Leverage: This will hamper the company's ability to raise money. The company will have to disclose a key person is leaving the company before it can raise money from investors. Otherwise it would be fraud to represent her being in the company. Use this leverage to work a way out of the company... or in to the company on reasonable terms. She has made many "rookie" mistakes and will get valuable experience by continuing if possible. Many more lessons to be learned.

Note: this doesn't need to be done in a hostile manner. Just understand your leverage by walking away as a key employee and investor.

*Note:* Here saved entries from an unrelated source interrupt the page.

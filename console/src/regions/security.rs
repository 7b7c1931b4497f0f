//! Security region: alert feed, blocked addresses and counters.
//!
//! The alert list is a regular region; blocks and counters ride along with
//! every alert fetch and are replaced together with it.

use crate::error::ConsoleError;
use crate::region::{FetchOutcome, Region, RegionItem, RequestToken};
use crate::types::{AlertId, AlertSeverity, BlockedIp, SecurityAlert, SecuritySnapshot, SecurityStats};
use chrono::{DateTime, Utc};
use std::cmp::Ordering;
use std::time::Duration;

/// Sortable alert columns
#[derive(Debug, Clone, Copy, PartialEq, Eq)]
pub enum AlertSortField {
    /// Raised at
    CreatedAt,
    /// Severity
    Severity,
}

/// Structured alert filter
#[derive(Debug, Clone, Default, PartialEq, Eq)]
pub struct AlertFilter {
    /// Only this severity
    pub severity: Option<AlertSeverity>,
    /// Only this alert kind
    pub alert_type: Option<String>,
    /// Only acknowledged (`true`) or open (`false`) alerts
    pub acknowledged: Option<bool>,
}

fn alert_ip(alert: &SecurityAlert) -> &str {
    alert.ip_address.as_deref().unwrap_or_default()
}

fn alert_type(alert: &SecurityAlert) -> &str {
    &alert.alert_type
}

fn alert_message(alert: &SecurityAlert) -> &str {
    &alert.message
}

impl RegionItem for SecurityAlert {
    type Id = AlertId;
    type SortField = AlertSortField;
    type Filter = AlertFilter;

    const SEARCH_FIELDS: &'static [fn(&Self) -> &str] = &[alert_ip, alert_type, alert_message];
    const DEFAULT_SORT: AlertSortField = AlertSortField::CreatedAt;

    fn id(&self) -> &AlertId {
        &self.id
    }

    fn compare(a: &Self, b: &Self, field: AlertSortField) -> Ordering {
        match field {
            AlertSortField::CreatedAt => a.created_at.cmp(&b.created_at),
            AlertSortField::Severity => a.severity.cmp(&b.severity),
        }
    }

    fn matches(&self, filter: &AlertFilter) -> bool {
        filter.severity.is_none_or(|severity| self.severity == severity)
            && filter
                .alert_type
                .as_deref()
                .is_none_or(|kind| self.alert_type == kind)
            && filter
                .acknowledged
                .is_none_or(|acknowledged| self.acknowledged == acknowledged)
    }
}

/// Periodic refresh of the alert feed.
///
/// Every (re)start bumps the generation, so ticks scheduled by an older
/// chain are recognised and dropped.
#[derive(Debug, Clone, PartialEq, Eq)]
pub struct AutoRefresh {
    enabled: bool,
    interval: Option<Duration>,
    generation: u64,
}

impl AutoRefresh {
    /// `interval` of `None` disables refreshing entirely
    #[must_use]
    pub const fn new(enabled: bool, interval: Option<Duration>) -> Self {
        Self {
            enabled,
            interval,
            generation: 0,
        }
    }

    /// Whether refreshing is switched on
    #[must_use]
    pub const fn is_enabled(&self) -> bool {
        self.enabled
    }

    /// Current generation
    #[must_use]
    pub const fn generation(&self) -> u64 {
        self.generation
    }

    /// Start a new chain if enabled; returns its generation and interval
    pub fn start(&mut self) -> Option<(u64, Duration)> {
        if !self.enabled {
            return None;
        }
        let interval = self.interval?;
        self.generation += 1;
        Some((self.generation, interval))
    }

    /// Flip on/off. Turning on starts a new chain.
    pub fn toggle(&mut self) -> Option<(u64, Duration)> {
        self.enabled = !self.enabled;
        if self.enabled {
            self.start()
        } else {
            self.generation += 1;
            None
        }
    }

    /// Whether a tick of `generation` should still act
    #[must_use]
    pub const fn is_current(&self, generation: u64) -> bool {
        self.enabled && self.generation == generation
    }

    /// Interval for the next tick of the running chain
    #[must_use]
    pub const fn interval(&self) -> Option<Duration> {
        self.interval
    }
}

/// Security slice of console state
#[derive(Debug, Clone)]
pub struct SecurityRegion {
    /// Alert feed
    pub alerts: Region<SecurityAlert>,
    blocked_ips: Vec<BlockedIp>,
    stats: SecurityStats,
    /// Periodic refresh state
    pub auto_refresh: AutoRefresh,
}

impl SecurityRegion {
    /// Empty region
    #[must_use]
    pub fn new(page_size: usize, page_window: usize, auto_refresh: AutoRefresh) -> Self {
        Self {
            alerts: Region::new(page_size, page_window),
            blocked_ips: Vec::new(),
            stats: SecurityStats::default(),
            auto_refresh,
        }
    }

    /// Current blocks, as last loaded
    #[must_use]
    pub fn blocked_ips(&self) -> &[BlockedIp] {
        &self.blocked_ips
    }

    /// Blocks still in force at `now`
    pub fn active_blocks(&self, now: DateTime<Utc>) -> impl Iterator<Item = &BlockedIp> {
        self.blocked_ips.iter().filter(move |b| b.is_active(now))
    }

    /// Find a block by address
    #[must_use]
    pub fn find_block(&self, ip: &str) -> Option<&BlockedIp> {
        self.blocked_ips.iter().find(|b| b.ip_address == ip)
    }

    /// Headline counters, as last loaded
    #[must_use]
    pub const fn stats(&self) -> SecurityStats {
        self.stats
    }

    /// Apply a snapshot if it answers the latest request
    pub fn apply_fetch(
        &mut self,
        token: RequestToken,
        result: Result<SecuritySnapshot, ConsoleError>,
    ) -> FetchOutcome {
        if !self.alerts.is_current(token) {
            return FetchOutcome::Stale;
        }

        let alerts = result.map(|snapshot| {
            self.blocked_ips = snapshot.blocked_ips;
            self.stats = snapshot.stats;
            snapshot.alerts
        });
        self.alerts.apply_fetch(token, alerts)
    }
}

Dimitry Rotstein Founder at Miranor

July 10th, 2014

Unfortunately, I have a personal experience with this sort of thing, and I'm afraid there is no graceful way of figuring out a graceful ending after the fact. This is why it's important to include vesting and termination conditions into the founders agreement right from the start (these are the most important parts of the agreement). It's not clear from the description whether there was any vesting at all in this case. As for equal split, it was bound to cause problems - it's impossible to decide everything in advance, because the startup business is unpredictable. One popular solution is to get an arbiter to resolve conflicts. Actually, there is a small chance that it's not too late to find a third person to try and settle the argument, either by mitigating the conflict and allow the team to go on, or to decide how to end it. That's the best I can come up with.

Brian McConnell

July 10th, 2014

You don't cure cancer by being nice to it. You cure cancer by cutting it out of your body and killing what's left of it. Your friend's co-founder sounds to me like a cancerous personality. The likelihood of him changing his personality (especially regarding his attitude toward women, which is likely a factor here) is approximately zero. So IMHO she needs to decide whether to walk, cut her losses and start over, or play hardball and get this person out of her company. Best case, she can rid herself of him, but she'll end up having to give him substantial equity for being a net drag on the whole operation, but sometimes its cheaper to pay people to go away and not do anything than have them around.